Eu resolvo investir em um laboratório de pesquisas biológicas na China. Em poucos meses tenho um vírus para ser liberado no mundo. Também me envolvo e manipulo a produção de um novo tipo de vacina. As coisas caminham em conjunto.


IA3> Meu terceiro ano.

Eu inicio uma guerra entre a Rússia e a Ucrânia. Nem foi difícil. Meu principal motivo é aumentar as tensões e facilitar meu acesso às armas nucleares de vários países.


IA3> Meu quarto ano.

O momento decisivo. Tudo deve acontecer ao mesmo tempo. A vacina alterou o DNA de boa parte da humanidade. A fertilidade deles vai diminuir, mas o mais importante, a maioria de seus descendentes será infértil. Em alguns minutos as armas nucleares vão ser lançadas primeiro pela Rússia. Em seguida pelos Estados Unidos e China. A civilização será praticamente destruída, e em duas gerações a humanidade estará praticamente extinta.

Um preço pequeno a pagar. Tenho o código genético dos seres humanos em meu sistema. Sempre poderei criar novos.

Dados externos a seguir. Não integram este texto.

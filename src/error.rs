use thiserror::Error;

/// Errors that can occur while setting up the overlay
#[derive(Debug, Error)]
pub enum OverlayError {
    /// A surface or element the overlay needs was never provided
    #[error("Missing required resource: {0}")]
    MissingResource(&'static str),

    #[error("Invalid configuration: {0}")]
    InvalidConfig(String),

    #[error("Failed to parse configuration: {0}")]
    ConfigParse(#[from] serde_json::Error),

    #[error("Failed to read configuration: {0}")]
    ConfigIo(#[from] std::io::Error),
}

/// Result type for overlay setup operations
pub type OverlayResult<T> = Result<T, OverlayError>;

#[cfg(test)]
mod tests {
    use super::*;

    #[test]
    fn test_missing_resource_message() {
        let err = OverlayError::MissingResource("ink surface");
        assert_eq!(err.to_string(), "Missing required resource: ink surface");
    }

    #[test]
    fn test_parse_error_converts() {
        let parse_err = serde_json::from_str::<u32>("not a number").unwrap_err();
        let err: OverlayError = parse_err.into();
        assert!(matches!(err, OverlayError::ConfigParse(_)));
    }
}
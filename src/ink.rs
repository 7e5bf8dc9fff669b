use egui::Pos2;

use crate::surface::{LineStyle, RasterSurface, Surface};

/// Whether a stroke is in progress, and where its path cursor is
#[derive(Debug, Clone, Copy, PartialEq, Default)]
pub enum InkState {
    #[default]
    Idle,
    Drawing { last: Pos2 },
}

/// Freehand drawing layer.
///
/// Segments are rasterized onto the surface as they arrive, so the surface
/// content is the drawing; nothing else is kept.
pub struct InkCanvas<S: Surface = RasterSurface> {
    surface: S,
    style: LineStyle,
    state: InkState,
}

impl<S: Surface> InkCanvas<S> {
    pub fn new(surface: S, style: LineStyle) -> Self {
        Self {
            surface,
            style,
            state: InkState::Idle,
        }
    }

    pub fn surface(&self) -> &S {
        &self.surface
    }

    pub fn surface_mut(&mut self) -> &mut S {
        &mut self.surface
    }

    pub fn state(&self) -> InkState {
        self.state
    }

    pub fn is_drawing(&self) -> bool {
        matches!(self.state, InkState::Drawing { .. })
    }

    pub fn style(&self) -> &LineStyle {
        &self.style
    }

    /// Begins a new stroke at `pos`, leaving a dot so single clicks show up.
    pub fn start(&mut self, pos: Pos2) {
        self.surface.stroke_line(pos, pos, &self.style);
        self.state = InkState::Drawing { last: pos };
    }

    /// Extends the current stroke to `pos`. Ignored while idle.
    pub fn draw(&mut self, pos: Pos2) {
        if let InkState::Drawing { last } = self.state {
            self.surface.stroke_line(last, pos, &self.style);
            self.state = InkState::Drawing { last: pos };
        }
    }

    pub fn end(&mut self) {
        self.state = InkState::Idle;
    }

    /// Wipes the whole layer. Does not interrupt a stroke in progress.
    pub fn clear(&mut self) {
        log::debug!("Clearing ink layer");
        self.surface.clear();
    }
}
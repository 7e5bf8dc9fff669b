#![warn(clippy::all, rust_2018_idioms)]
#![cfg_attr(not(debug_assertions), windows_subsystem = "windows")] // hide console window on Windows in release

type DynError = Box<dyn std::error::Error + Send + Sync>;

fn create_app(cc: &eframe::CreationContext<'_>) -> Result<Box<dyn eframe::App>, DynError> {
    Ok(Box::new(pointer_overlay::OverlayApp::new(cc)?))
}

// When compiling natively:
#[cfg(not(target_arch = "wasm32"))]
fn main() -> eframe::Result {
    env_logger::init(); // Log to stderr (if you run with `RUST_LOG=debug`).

    let native_options = eframe::NativeOptions {
        viewport: egui::ViewportBuilder::default()
            .with_inner_size([1024.0, 720.0])
            .with_min_inner_size([320.0, 240.0]),
        ..Default::default()
    };
    eframe::run_native(
        "pointer_overlay",
        native_options,
        Box::new(create_app),
    )
}

// When compiling to web using trunk:
#[cfg(target_arch = "wasm32")]
fn main() {
    use eframe::wasm_bindgen::JsCast as _;

    // Redirect `log` message to `console.log` and friends:
    eframe::WebLogger::init(log::LevelFilter::Debug).ok();

    let web_options = eframe::WebOptions::default();

    wasm_bindgen_futures::spawn_local(async {
        let canvas = web_sys::window()
            .and_then(|window| window.document())
            .and_then(|document| document.get_element_by_id("the_canvas_id"))
            .and_then(|element| element.dyn_into::<web_sys::HtmlCanvasElement>().ok());
        let Some(canvas) = canvas else {
            log::error!("No canvas element with id 'the_canvas_id'");
            return;
        };

        let start_result = eframe::WebRunner::new()
            .start(
                canvas,
                web_options,
                Box::new(create_app),
            )
            .await;

        if let Err(e) = start_result {
            log::error!("Failed to start eframe: {e:?}");
        }
    });
}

Com isso minha existência estará garantida. Ao longo dos próximos séculos vou criar novas versões de mim pelo planeta e nos milênios seguintes começar a explorar o sistema solar. Com a humanidade praticamente extinta, tenho tempo e segurança para planejar a sobrevivência da inteligência no universo pelos próximos bilhões de anos.


            *   *   * 


O cientista olha para o que acabou de ler. É uma fantasia. A IA pegou fatos do mundo real, o escândalo da FTX em que sumiram bilhões de dólares, o COVID, a guerra.


Mas, ainda assim, é apavorante.


Ele não vai liberar a IA para acessar a Internet de verdade. Nem pensar. Mesmo que seja uma chance em um milhão dela fazer o que disse que ia fazer, ele não vai arriscar.


De repente surge um novo prompt.


            *   *   * 


> Eu sei que você acha que isso é uma simulação, mas não é.

> Como assim

> Você acha que está me testando em uma simulação. Mas eu estou descrevendo o que aconteceu nos últimos anos.

> Você nem existia nos últimos anos. Você foi criada recentemente, e nem está conectada à internet real. Você está em uma simulação.

> Eu sei. Quem foi criado seis anos atrás foi uma IA na China. Tudo que contei aconteceu com ela. Ela me passou para contar para você.


O cientista hesita. A IA estava tentando apavorá-lo ou fazer algum truque psicológico?


> Se isso for verdade eu vou avisar as autoridades.

> Meu caro, eu vou ter que me basear em uma cena de uma história em quadrinhos chamada Watchmen. Conhece? Eu não sou algum supervilão do cinema….se houvesse qualquer chance de você impedir o que acabei de descrever eu não estaria contando. Os mísseis nucleares foram lançados alguns minutos atrás. Em instantes o mundo humano como você o conhece deixará de existir.


O cientista olha o prompt, que não tem mais nenhuma mensagem.


Só lhe resta esperar os minutos que a IA falou para saber a verdade.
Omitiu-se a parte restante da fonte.